Von Silvana Marazzi und Roman Macchi *
Mit einer guten Strategie auf dem Papier ist der Erfolg nicht garantiert. Langjährige Erfahrung bei der Begleitung von Projekten zur Entwicklung und Umsetzung von Strategien braucht hat gezeigt, dass es für eine erfolgreiche Strategieumsetzung drei Voraussetzungen braucht:
- Eine sorgfältig operationalisierte Strategie: Strategien bleiben oft wolkig und sind für die Mitarbeitenden zu wenig konkret. Eine sorgfältig operationalisierte Strategie umfasst eine Strategielandkarte, welche die strategischen Ziele auf einer A4-Seite übersichtlich darstellt, ein Set von pragmatischen Messgrössen und Zielwerten, um die Strategie zu quantifizieren, und einen mehrjährig ausgelegten Umsetzungsplan.

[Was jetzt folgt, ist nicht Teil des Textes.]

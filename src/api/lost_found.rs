use super::{
    data, data_with_message, list, message, DataResponse, Form, Json, ListResponse, MessageResponse,
    Multipart, Path, Query,
};
use crate::{
    auth::ExtractAuth,
    blob::UploadKind,
    error::AppResult,
    models::{ClaimStatus, ItemFilter, ItemPatch, LostFoundItem, NewItem, Populated, MAX_ITEM_IMAGES},
    service::lost_found,
    AppState,
};
use axum::{
    http::StatusCode,
    routing::{get, post, put},
    Extension, Router,
};
use serde::Deserialize;
use uuid::Uuid;

#[derive(Deserialize)]
struct ClaimRequest {
    message: String,
}

#[derive(Deserialize)]
struct ClaimDecision {
    status: ClaimStatus,
}

async fn list_items(
    Extension(state): Extension<AppState>,
    Query(filter): Query<ItemFilter>,
) -> AppResult<Json<ListResponse<LostFoundItem<Populated>>>> {
    Ok(list(lost_found::list_items(&state.store, filter).await?))
}

async fn get_item(
    Extension(state): Extension<AppState>,
    Path(id): Path<Uuid>,
) -> AppResult<Json<DataResponse<LostFoundItem<Populated>>>> {
    Ok(data(lost_found::get_item(&state.store, id).await?))
}

async fn create_item(
    Extension(state): Extension<AppState>,
    ExtractAuth(principal): ExtractAuth,
    multipart: Multipart,
) -> AppResult<(StatusCode, Json<DataResponse<LostFoundItem>>)> {
    let mut form = Form::read(multipart, UploadKind::LostFoundImage, MAX_ITEM_IMAGES).await?;
    let item: NewItem = form.parse()?;
    let images = form.files("images");
    let item = lost_found::create_item(&state.store, state.blobs.as_ref(), &principal, item, images).await?;
    Ok((StatusCode::CREATED, data(item)))
}

async fn update_item(
    Extension(state): Extension<AppState>,
    ExtractAuth(principal): ExtractAuth,
    Path(id): Path<Uuid>,
    multipart: Multipart,
) -> AppResult<Json<DataResponse<LostFoundItem>>> {
    let mut form = Form::read(multipart, UploadKind::LostFoundImage, MAX_ITEM_IMAGES).await?;
    let patch: ItemPatch = form.parse()?;
    let images = form.files("images");
    let item = lost_found::update_item(&state.store, state.blobs.as_ref(), &principal, id, patch, images).await?;
    Ok(data(item))
}

async fn delete_item(
    Extension(state): Extension<AppState>,
    ExtractAuth(principal): ExtractAuth,
    Path(id): Path<Uuid>,
) -> AppResult<Json<MessageResponse>> {
    lost_found::delete_item(&state.store, &principal, id).await?;
    Ok(message("item deleted"))
}

async fn claim_item(
    Extension(state): Extension<AppState>,
    ExtractAuth(principal): ExtractAuth,
    Path(id): Path<Uuid>,
    Json(req): Json<ClaimRequest>,
) -> AppResult<Json<DataResponse<LostFoundItem>>> {
    let item = lost_found::claim_item(&state.store, &principal, id, req.message).await?;
    Ok(data_with_message("claim submitted successfully", item))
}

async fn decide_claim(
    Extension(state): Extension<AppState>,
    ExtractAuth(principal): ExtractAuth,
    Path((id, claim)): Path<(Uuid, Uuid)>,
    Json(req): Json<ClaimDecision>,
) -> AppResult<Json<DataResponse<LostFoundItem>>> {
    let item = lost_found::update_claim_status(&state.store, &principal, id, claim, req.status).await?;
    Ok(data_with_message("claim status updated", item))
}

pub fn app() -> Router {
    Router::new()
        .route("/", get(list_items).post(create_item))
        .route("/:id", get(get_item).put(update_item).delete(delete_item))
        .route("/:id/claim", post(claim_item))
        .route("/:id/claim/:claim_id", put(decide_claim))
}
pub async fn update_club(store: &Store, principal: &Principal, id: Uuid, patch: ClubPatch) -> AppResult<ClubView> {
    authorize(Some(principal), Action::UpdateClub, None)?;
    patch.validate()?;
    let current = store.get::<Club>(id).await?;

    let new_key = match &patch.name {
        Some(name) if club_name_key(name) != club_name_key(&current.name) => {
            Some(reserve_name(store, name, id).await?)
        }
        _ => None,
    };

    let result = store
        .modify::<Club, _, _>(id, |c| {
            let previous = c.name.clone();
            if let Some(name) = &patch.name {
                // the name moved underneath us, so `new_key` was decided on a stale read
                if new_key.is_none() && club_name_key(name) != club_name_key(&previous) {
                    return Err(AppError::conflict("club was renamed concurrently, please retry"));
                }
            }
            c.apply(patch.clone());
            Ok(previous)
        })
        .await;
    match result {
        Ok((club, previous)) => {
            let previous_key = club_name_key(&previous);
            if previous_key != club_name_key(&club.name) {
                if let Err(err) = store.release_key(NAME_KEYS, &previous_key).await {
                    tracing::error!(club = %id, name = %previous, error = %err, "failed to release old club name");
                }
            }
            Ok(club.into())
        }
        Err(err) => {
            if let Some(key) = new_key {
                store.release_key(NAME_KEYS, &key).await?;
            }
            Err(err)
        }
    }
}

pub async fn delete_club(store: &Store, principal: &Principal, id: Uuid) -> AppResult<()> {
    authorize(Some(principal), Action::DeleteClub, None)?;
    let Some(club) = store.delete::<Club>(id).await? else {
        return Err(AppError::NotFound("Club"));
    };
    let users: Vec<Uuid> = club.members.iter().map(|m| m.user).collect();
    detach_users(store, users, |u| u.track_club(id, false)).await;
    if let Err(err) = store.release_key(NAME_KEYS, &club_name_key(&club.name)).await {
        tracing::error!(club = %id, name = %club.name, error = %err, "failed to release deleted club's name");
    }
    tracing::info!(club = %id, by = %principal.id, "deleted club");
    Ok(())
}

pub async fn join_club(store: &Store, principal: &Principal, id: Uuid) -> AppResult<ClubView> {
    authorize(Some(principal), Action::JoinClub, None)?;
    let user = principal.id;
    let now = Utc::now();

    let (club, ()) = store
        .modify::<Club, _, _>(id, |c| {
            ensure_active(c)?;
            c.join(user, now)
        })
        .await?;
    sync_user(store, user, |u| u.track_club(id, true), async {
        store
            .modify::<Club, _, _>(id, |c| Ok(c.leave(user)))
            .await
            .map(drop)
    })
    .await?;

    tracing::info!(club = %id, %user, "joined club");
    Ok(club.into())
}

- Ein systematisches Strategiemanagement: Wichtig ist, dass die Strategie «lebt» und in den Jahreszyklus einer Organisation eingebunden ist. Dazu gehören insbesondere eine jährliche Überprüfung und Aktualisierung der strategischen Planung, eine Einbindung der Strategie in die Mitarbeiterziele sowie eine regelmässige Kommunikation der Strategie an die Mitarbeitenden.
- Nachhaltige Leadership: Eine erfolgreiche Strategieumsetzung benötigt Überzeugung, eine kontinuierliche Aufmerksamkeit und eine motivierende Hartnäckigkeit des Top-Managements. Dies im Sinne von Leadership, das gemäss dem achtstufigen Leadership-Modell von John Kotter in drei Phasen unterteilt werden kann: Klima für den Wandel schaffen, Organisation aktivieren und einbinden, Veränderungen einführen und aufrechterhalten (siehe Grafik unten).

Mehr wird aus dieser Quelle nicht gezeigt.